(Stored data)
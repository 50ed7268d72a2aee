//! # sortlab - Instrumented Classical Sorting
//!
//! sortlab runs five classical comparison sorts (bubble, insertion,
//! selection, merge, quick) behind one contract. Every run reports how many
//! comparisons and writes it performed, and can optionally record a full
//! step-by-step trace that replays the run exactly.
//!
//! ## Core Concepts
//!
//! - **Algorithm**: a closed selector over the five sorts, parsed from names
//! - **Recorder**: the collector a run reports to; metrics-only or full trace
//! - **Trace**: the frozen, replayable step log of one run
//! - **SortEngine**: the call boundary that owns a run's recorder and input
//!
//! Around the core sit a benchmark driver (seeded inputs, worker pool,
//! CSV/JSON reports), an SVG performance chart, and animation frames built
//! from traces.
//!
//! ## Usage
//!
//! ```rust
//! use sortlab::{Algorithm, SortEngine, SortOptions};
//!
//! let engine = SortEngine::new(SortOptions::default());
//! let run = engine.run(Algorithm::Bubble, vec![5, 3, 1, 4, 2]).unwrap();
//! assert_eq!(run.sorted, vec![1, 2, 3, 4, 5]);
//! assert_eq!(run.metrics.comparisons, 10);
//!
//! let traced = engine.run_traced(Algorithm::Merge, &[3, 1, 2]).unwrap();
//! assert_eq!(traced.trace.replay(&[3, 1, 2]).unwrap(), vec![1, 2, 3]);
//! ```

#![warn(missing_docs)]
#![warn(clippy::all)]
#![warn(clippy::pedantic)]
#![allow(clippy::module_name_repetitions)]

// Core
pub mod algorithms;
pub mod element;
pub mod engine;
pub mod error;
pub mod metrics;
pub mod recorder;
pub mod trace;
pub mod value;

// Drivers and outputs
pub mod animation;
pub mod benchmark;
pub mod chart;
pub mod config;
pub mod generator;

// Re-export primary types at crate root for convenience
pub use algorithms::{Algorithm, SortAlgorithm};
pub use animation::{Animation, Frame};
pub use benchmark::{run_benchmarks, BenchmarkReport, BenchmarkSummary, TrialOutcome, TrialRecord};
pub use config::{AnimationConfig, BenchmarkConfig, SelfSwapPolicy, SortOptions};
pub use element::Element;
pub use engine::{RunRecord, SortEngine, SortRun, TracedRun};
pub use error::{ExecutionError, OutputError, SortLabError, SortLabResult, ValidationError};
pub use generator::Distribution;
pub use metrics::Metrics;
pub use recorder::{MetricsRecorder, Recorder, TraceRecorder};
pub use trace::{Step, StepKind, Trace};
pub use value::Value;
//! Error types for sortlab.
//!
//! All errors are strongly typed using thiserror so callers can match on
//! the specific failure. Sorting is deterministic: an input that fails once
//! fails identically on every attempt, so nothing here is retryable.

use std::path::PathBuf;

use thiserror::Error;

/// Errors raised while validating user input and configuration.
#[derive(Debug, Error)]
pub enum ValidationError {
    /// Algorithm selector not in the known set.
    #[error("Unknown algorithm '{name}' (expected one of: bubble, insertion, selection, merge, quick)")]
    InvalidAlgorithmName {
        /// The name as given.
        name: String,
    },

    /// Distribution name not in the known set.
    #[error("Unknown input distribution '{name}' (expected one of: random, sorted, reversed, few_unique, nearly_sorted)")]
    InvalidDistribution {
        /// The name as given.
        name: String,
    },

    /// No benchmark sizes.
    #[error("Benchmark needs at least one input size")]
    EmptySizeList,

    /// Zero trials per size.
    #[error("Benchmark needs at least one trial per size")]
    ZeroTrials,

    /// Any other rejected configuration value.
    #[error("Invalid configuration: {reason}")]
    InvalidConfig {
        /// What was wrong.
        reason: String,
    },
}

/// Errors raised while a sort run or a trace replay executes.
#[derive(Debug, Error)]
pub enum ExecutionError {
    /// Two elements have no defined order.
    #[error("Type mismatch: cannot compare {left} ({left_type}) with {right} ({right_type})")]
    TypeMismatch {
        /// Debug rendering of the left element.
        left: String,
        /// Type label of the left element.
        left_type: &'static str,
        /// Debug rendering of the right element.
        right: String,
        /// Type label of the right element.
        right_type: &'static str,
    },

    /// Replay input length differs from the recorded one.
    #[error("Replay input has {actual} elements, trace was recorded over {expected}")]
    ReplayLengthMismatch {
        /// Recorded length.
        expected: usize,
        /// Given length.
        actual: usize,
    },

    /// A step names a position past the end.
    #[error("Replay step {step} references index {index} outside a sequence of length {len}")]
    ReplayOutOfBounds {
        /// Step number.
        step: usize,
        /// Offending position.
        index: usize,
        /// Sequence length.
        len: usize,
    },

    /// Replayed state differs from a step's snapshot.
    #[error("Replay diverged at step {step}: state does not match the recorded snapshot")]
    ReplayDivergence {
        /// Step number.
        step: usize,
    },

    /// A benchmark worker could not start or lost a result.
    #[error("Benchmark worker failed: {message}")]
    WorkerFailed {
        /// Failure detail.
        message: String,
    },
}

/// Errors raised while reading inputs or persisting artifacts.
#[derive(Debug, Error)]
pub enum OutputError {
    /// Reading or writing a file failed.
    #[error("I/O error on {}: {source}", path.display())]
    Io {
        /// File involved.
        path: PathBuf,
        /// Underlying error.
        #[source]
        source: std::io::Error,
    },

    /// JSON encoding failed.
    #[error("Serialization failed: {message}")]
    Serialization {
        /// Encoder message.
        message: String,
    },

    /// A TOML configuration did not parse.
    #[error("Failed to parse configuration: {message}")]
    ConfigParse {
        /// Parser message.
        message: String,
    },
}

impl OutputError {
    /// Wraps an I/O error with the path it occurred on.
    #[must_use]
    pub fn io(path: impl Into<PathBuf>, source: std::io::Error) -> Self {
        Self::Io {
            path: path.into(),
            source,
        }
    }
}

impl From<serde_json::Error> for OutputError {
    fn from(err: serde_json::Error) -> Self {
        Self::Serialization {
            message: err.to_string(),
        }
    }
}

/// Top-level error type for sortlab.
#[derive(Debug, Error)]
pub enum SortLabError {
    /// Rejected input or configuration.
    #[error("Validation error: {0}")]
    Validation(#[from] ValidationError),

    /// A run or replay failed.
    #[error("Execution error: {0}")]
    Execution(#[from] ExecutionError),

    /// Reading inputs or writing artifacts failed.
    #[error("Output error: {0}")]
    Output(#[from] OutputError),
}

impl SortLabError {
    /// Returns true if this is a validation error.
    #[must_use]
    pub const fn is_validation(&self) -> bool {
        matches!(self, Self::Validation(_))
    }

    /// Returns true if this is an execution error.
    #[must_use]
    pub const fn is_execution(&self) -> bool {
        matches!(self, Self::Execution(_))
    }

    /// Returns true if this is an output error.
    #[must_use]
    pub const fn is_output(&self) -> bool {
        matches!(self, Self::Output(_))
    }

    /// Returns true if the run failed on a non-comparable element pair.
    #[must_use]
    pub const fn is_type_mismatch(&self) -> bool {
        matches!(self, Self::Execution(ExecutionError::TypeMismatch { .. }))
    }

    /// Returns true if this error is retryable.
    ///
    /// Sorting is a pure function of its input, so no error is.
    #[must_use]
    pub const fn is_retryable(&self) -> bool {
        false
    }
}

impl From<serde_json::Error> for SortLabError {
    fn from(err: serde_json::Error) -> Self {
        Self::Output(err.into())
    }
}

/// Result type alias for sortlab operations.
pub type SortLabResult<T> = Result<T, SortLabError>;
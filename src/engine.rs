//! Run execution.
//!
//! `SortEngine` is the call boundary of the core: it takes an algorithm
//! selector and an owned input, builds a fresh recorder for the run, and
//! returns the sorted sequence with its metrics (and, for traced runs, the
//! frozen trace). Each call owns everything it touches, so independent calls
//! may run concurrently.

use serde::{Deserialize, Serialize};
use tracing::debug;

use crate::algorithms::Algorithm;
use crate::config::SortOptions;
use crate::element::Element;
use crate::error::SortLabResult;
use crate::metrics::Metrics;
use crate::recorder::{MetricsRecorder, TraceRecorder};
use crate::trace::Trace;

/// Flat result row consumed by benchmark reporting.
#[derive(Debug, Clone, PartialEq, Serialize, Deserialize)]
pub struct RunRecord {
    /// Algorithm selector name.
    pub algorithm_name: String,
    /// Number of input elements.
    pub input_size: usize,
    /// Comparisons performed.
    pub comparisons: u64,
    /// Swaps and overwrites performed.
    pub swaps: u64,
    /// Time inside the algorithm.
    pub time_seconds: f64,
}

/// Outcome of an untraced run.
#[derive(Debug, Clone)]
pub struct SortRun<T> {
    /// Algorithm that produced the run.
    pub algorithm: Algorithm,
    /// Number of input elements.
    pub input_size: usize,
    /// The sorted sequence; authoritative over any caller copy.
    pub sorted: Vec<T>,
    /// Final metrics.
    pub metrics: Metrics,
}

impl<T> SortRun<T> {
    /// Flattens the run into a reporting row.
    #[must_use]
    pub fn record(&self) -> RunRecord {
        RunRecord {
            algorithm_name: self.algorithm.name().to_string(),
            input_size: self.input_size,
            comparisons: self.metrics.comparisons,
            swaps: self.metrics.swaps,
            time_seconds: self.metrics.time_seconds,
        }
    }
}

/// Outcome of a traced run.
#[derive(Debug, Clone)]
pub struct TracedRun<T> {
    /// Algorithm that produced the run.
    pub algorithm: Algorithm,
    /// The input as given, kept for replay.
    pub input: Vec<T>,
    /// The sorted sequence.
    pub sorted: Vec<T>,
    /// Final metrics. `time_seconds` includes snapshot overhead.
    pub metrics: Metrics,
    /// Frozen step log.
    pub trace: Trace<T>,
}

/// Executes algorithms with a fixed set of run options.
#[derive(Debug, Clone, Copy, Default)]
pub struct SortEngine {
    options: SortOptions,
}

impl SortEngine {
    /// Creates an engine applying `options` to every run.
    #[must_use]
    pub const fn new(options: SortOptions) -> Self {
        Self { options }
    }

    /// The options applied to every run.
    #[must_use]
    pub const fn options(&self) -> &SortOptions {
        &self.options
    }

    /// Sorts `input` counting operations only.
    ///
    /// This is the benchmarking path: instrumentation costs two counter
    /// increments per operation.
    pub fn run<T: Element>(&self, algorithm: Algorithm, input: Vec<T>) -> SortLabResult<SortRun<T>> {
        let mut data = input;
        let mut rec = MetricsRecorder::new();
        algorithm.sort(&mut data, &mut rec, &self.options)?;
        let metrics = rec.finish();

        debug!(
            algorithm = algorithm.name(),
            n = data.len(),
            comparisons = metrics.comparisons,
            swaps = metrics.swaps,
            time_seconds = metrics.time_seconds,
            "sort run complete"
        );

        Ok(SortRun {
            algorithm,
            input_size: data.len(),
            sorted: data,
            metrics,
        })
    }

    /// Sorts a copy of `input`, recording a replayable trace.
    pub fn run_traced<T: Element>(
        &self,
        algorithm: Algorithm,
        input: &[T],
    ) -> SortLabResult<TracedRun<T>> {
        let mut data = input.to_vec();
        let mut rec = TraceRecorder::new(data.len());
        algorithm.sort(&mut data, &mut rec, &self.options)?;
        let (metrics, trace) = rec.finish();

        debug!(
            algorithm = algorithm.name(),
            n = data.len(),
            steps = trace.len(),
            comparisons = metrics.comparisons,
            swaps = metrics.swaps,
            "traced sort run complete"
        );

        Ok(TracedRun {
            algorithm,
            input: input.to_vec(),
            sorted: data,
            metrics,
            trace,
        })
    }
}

* Work item *
Within the data above, pick out all lines holding the word "TraceRecorder".

* Result *
pub use recorder::{MetricsRecorder, Recorder, TraceRecorder};
use crate::recorder::{MetricsRecorder, TraceRecorder};
        let mut rec = TraceRecorder::new(data.len());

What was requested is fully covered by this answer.